Il n’y avait pas d’affect dans cette question, ses yeux noirs n’exprimaient rien. Comme je restai silencieuse, il poursuivit : « Son infirmière affirme que c’est le cas. Avant de plonger dans le coma, mon père lui aurait dit : « j’en ai assez, je souffre trop. ». Bon...passons sur le fait que ce ne soit pas très clair - le vieux ne l’a jamais été, de toute façon - je souffre trop. Qu’est-ce que ça veut dire ? Personne n’aime souffrir. La souffrance est irrationnelle et pour accepter l’irrationnel, il faut avoir la foi. Et je ne parle pas de la foi en Dieu ; je parle de la foi en nous. En ce que nous bâtissons, une société plus solidaire, plus juste, plus humaine.

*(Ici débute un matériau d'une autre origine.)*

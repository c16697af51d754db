//! # delfor
//!
//! Command-line front end of the DELFOR delivery-schedule engine: parse
//! interchanges to JSON, summarize them, or export their delivery rows.

use clap::{ArgAction, Parser, Subcommand};
use delfor_model::Dialect;
use std::path::PathBuf;

mod commands;
mod config;
mod logging;

use crate::commands::{ExportOptions, run_export, run_parse, run_summary};
use crate::config::AppConfig;

/// Exit code for input, parse task or export failures
const EXIT_FAILURE: i32 = 1;
/// Exit code for an unusable configuration
const EXIT_FATAL: i32 = 3;

#[derive(Parser)]
#[command(name = "delfor")]
#[command(about = "DELFOR delivery schedule engine")]
#[command(version)]
struct Cli {
    /// Path to a YAML configuration file
    #[arg(short, long, global = true)]
    config: Option<PathBuf>,

    /// Increase log verbosity (-v, -vv, -vvv); RUST_LOG takes precedence
    #[arg(short, long, action = ArgAction::Count, global = true)]
    verbose: u8,

    #[command(subcommand)]
    command: Commands,
}

#[derive(Subcommand)]
enum Commands {
    /// Parse interchanges and print their entities as JSON
    Parse {
        /// Interchange files; each one is parsed independently
        #[arg(required = true)]
        inputs: Vec<PathBuf>,

        /// Partner dialect (cummins, minebea, trw)
        #[arg(short, long)]
        dialect: Option<Dialect>,

        /// Pretty-print the JSON output
        #[arg(long)]
        pretty: bool,
    },

    /// Print delivery statistics for an interchange
    Summary {
        input: PathBuf,

        #[arg(short, long)]
        dialect: Option<Dialect>,

        /// Print the summary as JSON
        #[arg(long)]
        json: bool,
    },

    /// Export the delivery rows of an interchange as CSV
    Export {
        input: PathBuf,

        output: PathBuf,

        #[arg(short, long)]
        dialect: Option<Dialect>,

        /// Field delimiter, overriding the configuration
        #[arg(long)]
        delimiter: Option<char>,

        /// Do not write a header row
        #[arg(long)]
        no_header: bool,
    },
}

#[tokio::main]
async fn main() {
    let cli = Cli::parse();
    logging::init_logging(cli.verbose);

    let config = match cli.config.as_deref().map(AppConfig::load).transpose() {
        Ok(config) => config.unwrap_or_default(),
        Err(error) => {
            eprintln!("ERROR: {error}");
            std::process::exit(EXIT_FATAL);
        }
    };

    let result = match cli.command {
        Commands::Parse {
            inputs,
            dialect,
            pretty,
        } => run_parse(inputs, dialect.unwrap_or(config.default_dialect), pretty).await,
        Commands::Summary {
            input,
            dialect,
            json,
        } => run_summary(input, dialect.unwrap_or(config.default_dialect), json).await,
        Commands::Export {
            input,
            output,
            dialect,
            delimiter,
            no_header,
        } => {
            let options = ExportOptions {
                delimiter,
                no_header,
            };
            let dialect = dialect.unwrap_or(config.default_dialect);
            run_export(input, output, dialect, options, &config).await
        }
    };

    if let Err(error) = result {
        eprintln!("ERROR: {error:#}");
        std::process::exit(EXIT_FAILURE);
    }
}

Mon correspondant national « Éthique et Santé » lissa le peu de cheveux qui lui restaient sur le haut du crâne.

« De toute manière, continua-t-il, ce n’est pas ça le problème. Le vrai problème, c’est cette infirmière. Ce n’est pas personnel. C’est juste...c’est juste qu’elle n’a obtenu qu’un petit 12/20 lors de son dernier entretien de citoyenneté.

—12/20, ce n’est pas une bonne note ? demandais-je, aussi attentive que je pouvais l’être.

—Non, c’est même très mauvais. Moi, quand je colle un 12 à quelqu’un, c’est que je veux me le payer !

Mélanie, ma sœur ainée, m’avait mise en garde : lors de son évaluation, le représentant de l’État lui avait tendu bon nombre de pièges embusqués derrière des apartés inoffensifs et des questions anodines ; ce qui n’était pas vraiment une surprise. Ces correspondants étaient réputés pour traquer les manquements aux consignes gouvernementales avec le zèle des idéologues et la méticulosité des dentistes. Au bout du compte, ma sœur avait été autorisée à faire son deuxième enfant, mais tout s’était joué à peu de choses.

Aujourd’hui,...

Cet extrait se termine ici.